Nabil Karoui, funzionario del canale televisivo Nessma, è stato prima minacciato da una folla di musulmani salafiti radunatisi sotto casa sua e in seguito imputato di "lesioni all'ordine pubblico e alla morale" per aver mandato in onda il 7 ottobre scorso Persepolis, il film d'animazione francese sulla vita di una ragazza iraniana.
Il pomo della discordia è una scena dove Dio è impersonato da un attore, che per di più parla in gergo giovanile. Per i musulmani rappresentare la divinità è blasfemo e nella Tunisia del post-rivoluzione si è subito scatenata la polemica tra laici e clericali.
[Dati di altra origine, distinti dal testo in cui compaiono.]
//! Example: extract collision polylines from a painted map image.
//!
//! Loads a raster (any format the `image` crate decodes; non-zero pixels are
//! occupied), runs the classify/trace/simplify pipeline, and writes the
//! resulting polylines to a JSON file next to the input. Per-stage timing is
//! printed to stdout.
//!
//! Downstream consumers place the geometry themselves, so the pipeline
//! emits raw lattice coordinates; `--scale` / `--offset-x` / `--offset-y`
//! apply that consumer-side transform to the JSON output for convenience.
//!
//! Run from the workspace root:
//!   cargo run -p map-vectorize --example trace_map -- --help
//!   cargo run -p map-vectorize --example trace_map -- --input track.png --min-dist 20

use std::time::Instant;

use anyhow::{Context, Result};
use clap::Parser;
use image::ImageReader;
use map_vectorize::{
    PipelineConfig, RasterView, boundary_from_raster, cut_all_corners, trace_boundaries,
};
use serde::Serialize;

#[derive(Parser, Debug)]
#[command(about = "Extract boundary polylines from an occupancy map image")]
struct Args {
    /// Path to the map image (default: data/track.png)
    #[arg(long, default_value = "data/track.png")]
    input: String,

    /// Corner-cut threshold: consecutive segments whose combined length is
    /// at or below this merge into one
    #[arg(long, default_value_t = PipelineConfig::default().min_corner_dist)]
    min_dist: f32,

    /// Scale applied to output coordinates
    #[arg(long, default_value_t = 1.0)]
    scale: f32,

    /// Offset added to output x (column) coordinates, after scaling
    #[arg(long, default_value_t = 0.0)]
    offset_x: f32,

    /// Offset added to output y (row) coordinates, after scaling
    #[arg(long, default_value_t = 0.0)]
    offset_y: f32,

    /// Output JSON path (default: <input stem>_lines.json next to input)
    #[arg(long)]
    out: Option<String>,
}

#[derive(Serialize)]
struct SegmentDto {
    a: [f32; 2],
    b: [f32; 2],
}

#[derive(Serialize)]
struct LineDto {
    segments: Vec<SegmentDto>,
}

#[derive(Serialize)]
struct ResultDto {
    width: usize,
    height: usize,
    min_dist: f32,
    scale: f32,
    lines: Vec<LineDto>,
}

fn main() -> Result<()> {
    let args = Args::parse();

    let img_path = &args.input;
    let out_path = args.out.unwrap_or_else(|| {
        let p = std::path::Path::new(img_path);
        let stem = p.file_stem().unwrap_or_default().to_string_lossy();
        let dir = p.parent().unwrap_or(std::path::Path::new("."));
        dir.join(format!("{stem}_lines.json"))
            .to_string_lossy()
            .into_owned()
    });

    let rgb = ImageReader::open(img_path)
        .with_context(|| format!("opening {img_path}"))?
        .decode()
        .with_context(|| format!("decoding {img_path}"))?
        .into_rgb8();

    let width = rgb.width() as usize;
    let height = rgb.height() as usize;
    let raster = RasterView::new(width, height, 3, rgb.as_raw())
        .context("building raster view over decoded image")?;

    println!("loaded {img_path}: {width}x{height}, min_dist={:.1}", args.min_dist);

    let t0 = Instant::now();
    let boundary = boundary_from_raster(&raster);
    let classify_ms = t0.elapsed().as_secs_f64() * 1e3;

    let t1 = Instant::now();
    let traced = trace_boundaries(&boundary);
    let trace_ms = t1.elapsed().as_secs_f64() * 1e3;

    let t2 = Instant::now();
    let lines = cut_all_corners(&traced, args.min_dist);
    let simplify_ms = t2.elapsed().as_secs_f64() * 1e3;

    let traced_segments: usize = traced.iter().map(|l| l.len()).sum();
    let kept_segments: usize = lines.iter().map(|l| l.len()).sum();
    println!("  classify: {classify_ms:.2} ms");
    println!("  trace:    {trace_ms:.2} ms  ({} lines, {traced_segments} segments)", traced.len());
    println!("  simplify: {simplify_ms:.2} ms  ({kept_segments} segments kept)");

    let place = |v: map_vectorize::Vertex| {
        [
            v.j as f32 * args.scale + args.offset_x,
            v.i as f32 * args.scale + args.offset_y,
        ]
    };
    let line_dtos = lines
        .iter()
        .map(|line| LineDto {
            segments: line
                .segments
                .iter()
                .map(|s| SegmentDto {
                    a: place(s.a),
                    b: place(s.b),
                })
                .collect(),
        })
        .collect();

    let out_file =
        std::fs::File::create(&out_path).with_context(|| format!("creating {out_path}"))?;
    serde_json::to_writer_pretty(
        out_file,
        &ResultDto {
            width,
            height,
            min_dist: args.min_dist,
            scale: args.scale,
            lines: line_dtos,
        },
    )
    .with_context(|| format!("writing JSON to {out_path}"))?;

    println!("polylines written to {out_path}");
    Ok(())
}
Il New York Times osserva che la Tunisia è simile alla Turchia: ha vissuto il passaggio dal predominio di un'élite laica alla sua emarginazione in favore di un potere che si ispira sempre più chiaramente alla religione islamica. Anche il futuro dell'Egitto dipende in larga misura dalle decisioni del nuovo governo in merito alla laicità.
Il professore e giornalista tunisino Hamadi Redissi, che è stato spintonato e tacciato di essere "infedele" e "apostata" dagli integralisti fuori dal tribunale dove era andato a portare il suo sostegno a Karoui, ha dichiarato che i tunisini laici saranno spesso costretti a chiudersi in enclave. I salafiti non hanno mancato di gridare ai sostenitori della libertà d'espressione: "Spiacenti, avete perso il vostro paparino!" riferendosi all'espatrio dell'ex dittatore Ben Ali.
Secondo Human Rights Watch il processo al dirigente televisivo segna una "svolta poco piacevole per la nascente democrazia tunisina". Di certo da questa vicenda dipenderanno le valutazioni sul futuro della Primavera araba.